Saved entries:
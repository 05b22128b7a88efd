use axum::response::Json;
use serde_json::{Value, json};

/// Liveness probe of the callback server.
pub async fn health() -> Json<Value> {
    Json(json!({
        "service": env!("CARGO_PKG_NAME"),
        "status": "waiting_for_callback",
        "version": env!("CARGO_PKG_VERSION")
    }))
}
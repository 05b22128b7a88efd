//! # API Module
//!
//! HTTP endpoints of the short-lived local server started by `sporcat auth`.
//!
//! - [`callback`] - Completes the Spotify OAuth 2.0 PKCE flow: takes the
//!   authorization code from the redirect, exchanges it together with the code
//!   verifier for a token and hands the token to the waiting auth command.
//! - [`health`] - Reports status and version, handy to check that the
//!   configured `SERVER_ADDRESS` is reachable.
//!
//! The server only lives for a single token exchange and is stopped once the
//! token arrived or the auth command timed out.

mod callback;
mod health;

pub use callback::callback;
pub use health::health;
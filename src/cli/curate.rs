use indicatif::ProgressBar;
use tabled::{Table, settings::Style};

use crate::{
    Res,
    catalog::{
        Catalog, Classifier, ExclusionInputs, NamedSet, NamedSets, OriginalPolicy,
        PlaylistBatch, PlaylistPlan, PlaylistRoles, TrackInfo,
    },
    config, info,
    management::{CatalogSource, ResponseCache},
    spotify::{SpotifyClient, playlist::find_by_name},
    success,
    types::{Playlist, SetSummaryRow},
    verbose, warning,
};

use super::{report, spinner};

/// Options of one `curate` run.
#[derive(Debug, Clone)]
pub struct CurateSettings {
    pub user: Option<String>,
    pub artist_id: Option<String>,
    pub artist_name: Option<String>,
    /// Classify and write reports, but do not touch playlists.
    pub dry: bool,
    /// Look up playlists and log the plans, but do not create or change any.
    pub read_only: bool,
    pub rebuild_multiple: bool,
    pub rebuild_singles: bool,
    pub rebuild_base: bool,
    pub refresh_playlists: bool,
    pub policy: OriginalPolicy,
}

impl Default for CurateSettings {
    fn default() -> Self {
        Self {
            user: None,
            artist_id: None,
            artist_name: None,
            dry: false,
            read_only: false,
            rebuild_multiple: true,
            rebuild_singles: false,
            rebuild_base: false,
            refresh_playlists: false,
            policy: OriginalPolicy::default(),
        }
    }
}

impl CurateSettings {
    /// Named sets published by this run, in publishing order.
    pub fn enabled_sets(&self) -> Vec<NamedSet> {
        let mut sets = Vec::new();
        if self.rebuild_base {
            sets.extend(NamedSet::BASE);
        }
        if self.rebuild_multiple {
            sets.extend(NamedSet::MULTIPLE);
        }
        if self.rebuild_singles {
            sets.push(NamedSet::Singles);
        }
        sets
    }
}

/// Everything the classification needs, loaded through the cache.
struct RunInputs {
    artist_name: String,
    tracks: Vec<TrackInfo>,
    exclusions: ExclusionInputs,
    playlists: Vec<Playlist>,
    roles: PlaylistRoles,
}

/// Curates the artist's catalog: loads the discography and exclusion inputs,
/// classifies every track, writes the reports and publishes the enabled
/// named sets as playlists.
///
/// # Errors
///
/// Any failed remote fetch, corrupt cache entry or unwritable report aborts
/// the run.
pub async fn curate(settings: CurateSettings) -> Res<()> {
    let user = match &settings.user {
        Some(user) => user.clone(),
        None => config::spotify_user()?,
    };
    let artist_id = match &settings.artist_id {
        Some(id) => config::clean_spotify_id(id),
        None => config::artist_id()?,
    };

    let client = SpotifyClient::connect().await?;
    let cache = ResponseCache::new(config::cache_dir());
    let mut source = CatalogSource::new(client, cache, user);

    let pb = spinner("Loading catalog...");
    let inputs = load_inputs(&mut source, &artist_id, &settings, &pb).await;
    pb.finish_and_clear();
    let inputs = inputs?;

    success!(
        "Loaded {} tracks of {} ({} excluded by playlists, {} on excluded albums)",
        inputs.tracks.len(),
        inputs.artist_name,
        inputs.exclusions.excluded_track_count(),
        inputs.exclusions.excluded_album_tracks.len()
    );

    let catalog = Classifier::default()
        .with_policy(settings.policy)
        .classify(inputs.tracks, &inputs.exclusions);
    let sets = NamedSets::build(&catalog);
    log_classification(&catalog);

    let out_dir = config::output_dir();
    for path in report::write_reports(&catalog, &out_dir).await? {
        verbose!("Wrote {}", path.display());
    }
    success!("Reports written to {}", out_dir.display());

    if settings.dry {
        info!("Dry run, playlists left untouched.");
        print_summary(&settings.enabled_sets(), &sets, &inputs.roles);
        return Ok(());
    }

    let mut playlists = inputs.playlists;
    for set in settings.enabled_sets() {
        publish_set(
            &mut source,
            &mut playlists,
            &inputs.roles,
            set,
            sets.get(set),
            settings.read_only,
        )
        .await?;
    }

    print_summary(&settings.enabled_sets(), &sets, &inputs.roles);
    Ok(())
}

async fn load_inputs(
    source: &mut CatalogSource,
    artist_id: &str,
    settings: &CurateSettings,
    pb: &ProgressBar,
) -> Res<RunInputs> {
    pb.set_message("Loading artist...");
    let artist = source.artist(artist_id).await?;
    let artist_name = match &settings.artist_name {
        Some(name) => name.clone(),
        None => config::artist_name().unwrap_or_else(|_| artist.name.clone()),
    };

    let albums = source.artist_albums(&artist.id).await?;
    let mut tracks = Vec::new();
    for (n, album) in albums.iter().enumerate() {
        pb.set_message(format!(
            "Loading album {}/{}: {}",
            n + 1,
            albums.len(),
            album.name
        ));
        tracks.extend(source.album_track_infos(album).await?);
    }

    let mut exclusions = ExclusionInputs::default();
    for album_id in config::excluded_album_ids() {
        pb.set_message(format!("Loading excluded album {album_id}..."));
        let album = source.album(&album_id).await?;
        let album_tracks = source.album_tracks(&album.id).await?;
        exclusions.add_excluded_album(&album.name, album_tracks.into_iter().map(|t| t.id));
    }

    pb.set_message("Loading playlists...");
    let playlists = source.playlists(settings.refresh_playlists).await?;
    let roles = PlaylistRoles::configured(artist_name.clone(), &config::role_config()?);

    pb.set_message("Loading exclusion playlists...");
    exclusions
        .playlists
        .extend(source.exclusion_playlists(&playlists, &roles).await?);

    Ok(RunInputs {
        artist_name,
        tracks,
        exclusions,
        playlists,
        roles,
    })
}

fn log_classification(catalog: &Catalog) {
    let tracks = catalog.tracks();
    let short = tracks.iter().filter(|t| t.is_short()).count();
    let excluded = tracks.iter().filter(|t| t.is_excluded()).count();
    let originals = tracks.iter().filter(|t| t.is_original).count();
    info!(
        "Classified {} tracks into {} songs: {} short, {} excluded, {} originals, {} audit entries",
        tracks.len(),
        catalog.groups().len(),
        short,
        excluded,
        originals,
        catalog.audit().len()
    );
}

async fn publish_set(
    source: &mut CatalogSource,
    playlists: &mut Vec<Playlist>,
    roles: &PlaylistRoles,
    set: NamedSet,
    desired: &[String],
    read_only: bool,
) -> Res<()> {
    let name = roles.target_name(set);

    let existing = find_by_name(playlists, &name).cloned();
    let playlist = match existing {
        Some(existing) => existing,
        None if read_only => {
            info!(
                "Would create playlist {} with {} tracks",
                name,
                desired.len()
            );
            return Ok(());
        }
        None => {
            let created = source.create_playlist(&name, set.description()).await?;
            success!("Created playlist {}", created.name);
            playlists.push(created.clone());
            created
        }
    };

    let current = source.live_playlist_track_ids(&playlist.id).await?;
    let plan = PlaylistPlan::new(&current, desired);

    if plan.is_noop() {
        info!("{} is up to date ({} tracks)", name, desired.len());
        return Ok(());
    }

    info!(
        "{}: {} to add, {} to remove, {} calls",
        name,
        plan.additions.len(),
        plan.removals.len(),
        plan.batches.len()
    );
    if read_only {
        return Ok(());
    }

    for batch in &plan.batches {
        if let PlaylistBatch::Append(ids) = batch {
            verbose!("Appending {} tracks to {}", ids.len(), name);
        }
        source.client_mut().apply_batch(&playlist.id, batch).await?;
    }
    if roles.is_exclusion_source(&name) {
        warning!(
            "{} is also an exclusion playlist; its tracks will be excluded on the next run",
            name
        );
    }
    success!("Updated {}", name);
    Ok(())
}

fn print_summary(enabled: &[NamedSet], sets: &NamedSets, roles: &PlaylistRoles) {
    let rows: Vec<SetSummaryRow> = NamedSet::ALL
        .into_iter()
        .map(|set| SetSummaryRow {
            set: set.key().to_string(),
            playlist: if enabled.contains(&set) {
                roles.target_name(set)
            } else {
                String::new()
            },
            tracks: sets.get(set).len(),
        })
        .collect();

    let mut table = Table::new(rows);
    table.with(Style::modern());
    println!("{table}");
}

* * *

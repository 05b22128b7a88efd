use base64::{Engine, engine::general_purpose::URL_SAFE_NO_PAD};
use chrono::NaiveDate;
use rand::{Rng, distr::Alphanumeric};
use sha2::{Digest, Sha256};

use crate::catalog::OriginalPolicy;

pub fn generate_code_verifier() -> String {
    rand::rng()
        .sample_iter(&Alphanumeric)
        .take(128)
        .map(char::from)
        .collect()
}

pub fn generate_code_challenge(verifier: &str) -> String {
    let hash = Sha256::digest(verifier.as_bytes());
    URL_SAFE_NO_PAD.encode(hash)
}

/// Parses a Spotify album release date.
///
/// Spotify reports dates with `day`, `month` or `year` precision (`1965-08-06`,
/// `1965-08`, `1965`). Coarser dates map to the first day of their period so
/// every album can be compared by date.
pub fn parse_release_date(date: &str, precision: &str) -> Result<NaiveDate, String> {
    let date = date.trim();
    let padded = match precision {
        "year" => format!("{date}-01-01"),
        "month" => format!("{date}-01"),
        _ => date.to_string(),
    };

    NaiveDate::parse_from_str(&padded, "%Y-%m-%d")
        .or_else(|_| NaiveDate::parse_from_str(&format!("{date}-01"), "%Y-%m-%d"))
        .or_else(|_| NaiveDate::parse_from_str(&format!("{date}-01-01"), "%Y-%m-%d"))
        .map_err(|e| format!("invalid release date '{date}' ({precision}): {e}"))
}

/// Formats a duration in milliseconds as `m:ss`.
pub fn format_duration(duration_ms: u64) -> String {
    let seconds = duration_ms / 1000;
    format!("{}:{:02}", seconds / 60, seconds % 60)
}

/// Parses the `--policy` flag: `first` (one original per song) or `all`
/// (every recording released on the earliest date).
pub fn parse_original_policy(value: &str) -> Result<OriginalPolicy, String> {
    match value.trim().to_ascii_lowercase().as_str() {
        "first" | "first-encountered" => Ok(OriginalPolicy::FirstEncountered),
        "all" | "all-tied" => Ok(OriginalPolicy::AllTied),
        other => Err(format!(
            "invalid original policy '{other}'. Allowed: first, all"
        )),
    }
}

§ What you are asked to do:
Show all lines from the data that contain "other".

§ Result:
        other => Err(format!(
            "invalid original policy '{other}'. Allowed: first, all"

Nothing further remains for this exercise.